On New Year’s Eve, just days before AT&T and Verizon’s 5G deployments were to begin, Secretary of Transportation Pete Buttigieg and FAA administrator Stephen Dickson requested that they again delay their C-band deployment. The companies agreed to a further two-week delay and “in the spirit of cooperation and good faith” volunteered to adopt additional risk mitigation measures similar to those used in France. The companies noted that there is full FAA approval for U.S. flights into and out of France’s airports and that the “laws of physics are the same in the United States and France.”

This episode has deep roots. In the early 1900s, spectrum was the free range of the sky, and Congress created the FCC in 1934 to bring order to the airwaves with spectrum licensing and interference protection that provided certainty for investments in wireless technologies. For decades after, the primary users were the government and military, broadcasters, aviation, and cab dispatch radios. With the primitive technology of that time, there was little focus on efficient use of spectrum, and large "guard bands"—empty, unused spectrum between bands in use—were an inefficient tool to help avoid interference. Since there was usually limited competing use in many spectrum bands, the opportunity cost of guard bands was low. But the invention of the mobile phone changed this dramatically.
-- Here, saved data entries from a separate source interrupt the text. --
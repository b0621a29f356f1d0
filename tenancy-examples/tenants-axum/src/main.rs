use anyhow::Result;

#[tokio::main]
async fn main() -> Result<()> {
    tracing_subscriber::fmt()
        .with_env_filter(tracing_subscriber::EnvFilter::from_default_env())
        .init();

    let app = tenants_axum::build(tenants_axum::load_config())?;

    let host = app
        .config
        .get_string("http.host")
        .unwrap_or_else(|| "127.0.0.1".to_string());

    let port = app
        .config
        .get_string("http.port")
        .unwrap_or_else(|| "3036".to_string());

    let addr = format!("{host}:{port}");

    println!("[tenants] listening on http://{addr}");

    app.listen(addr).await?;

    Ok(())
}
use async_trait::async_trait;
use axum::http::request::Parts;
use axum::http::uri::Authority;
use axum::http::header::HOST;

use super::TenantDetectionStrategy;

/// Uses the left-most label of the request host as tenant id.
///
/// `acme.example.com` resolves to `acme`. Hosts with a single label, such as
/// `localhost`, do not resolve. IPv4 literals are not special-cased.
#[derive(Debug, Clone, Copy, Default)]
pub struct FromRequestHostStrategy;

impl FromRequestHostStrategy {
    pub fn new() -> Self {
        Self
    }
}

fn request_host(parts: &Parts) -> Option<String> {
    let raw = parts
        .headers
        .get(HOST)
        .and_then(|v| v.to_str().ok())
        .map(str::to_string)
        .or_else(|| parts.uri.authority().map(|a| a.to_string()))?;

    // Drops the port and any userinfo.
    let authority = raw.parse::<Authority>().ok()?;
    Some(authority.host().to_string())
}

#[async_trait]
impl TenantDetectionStrategy for FromRequestHostStrategy {
    async fn try_detect(&self, parts: &Parts) -> anyhow::Result<Option<String>> {
        let Some(host) = request_host(parts) else {
            return Ok(None);
        };

        let mut labels = host.split('.').filter(|label| !label.is_empty());

        match (labels.next(), labels.next()) {
            (Some(first), Some(_)) => Ok(Some(first.to_string())),
            _ => Ok(None),
        }
    }
}

#[cfg(test)]
mod tests {
    use axum::http::Request;

    use super::*;

    async fn detect_host(host: &str) -> Option<String> {
        let (parts, _) = Request::builder()
            .uri("/")
            .header(HOST, host)
            .body(())
            .unwrap()
            .into_parts();
        FromRequestHostStrategy.try_detect(&parts).await.unwrap()
    }

    #[tokio::test]
    async fn resolves_left_most_label() {
        assert_eq!(detect_host("example.com").await.as_deref(), Some("example"));
        assert_eq!(detect_host("sub.example.com").await.as_deref(), Some("sub"));
        assert_eq!(detect_host("deep-sub.sub.example.com").await.as_deref(), Some("deep-sub"));
    }

    #[tokio::test]
    async fn single_label_hosts_do_not_resolve() {
        assert_eq!(detect_host("localhost").await, None);
        assert_eq!(detect_host("localhost:8080").await, None);
    }

    #[tokio::test]
    async fn ignores_port_and_empty_labels() {
        assert_eq!(detect_host("acme.example.com:8443").await.as_deref(), Some("acme"));
        assert_eq!(detect_host(".acme.example.com").await.as_deref(), Some("acme"));
    }

    #[tokio::test]
    async fn falls_back_to_uri_authority() {
        let (parts, _) = Request::builder()
            .uri("http://tenant.example.com/path")
            .body(())
            .unwrap()
            .into_parts();
        let detected = FromRequestHostStrategy.try_detect(&parts).await.unwrap();
        assert_eq!(detected.as_deref(), Some("tenant"));
    }

    #[tokio::test]
    async fn no_host_does_not_resolve() {
        let (parts, _) = Request::builder().uri("/").body(()).unwrap().into_parts();
        assert_eq!(FromRequestHostStrategy.try_detect(&parts).await.unwrap(), None);
    }
}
Three things make the older approach to spectrum management untenable. First, modern technology in software and antenna provides interference protection to nearby services without the need for large, empty guard bands. Second, there is intense commercial demand for mobile services and devices, and the promise of 5G is that this will go beyond individual smart phones to connected wireless devices in cars, factories, and hospitals. Wireless applications are the future of economic growth. The third change is that the United States now has a powerful, determined competitor who wants to lead in technology and 5G, and in this case, China is proving nimbler than the United States.   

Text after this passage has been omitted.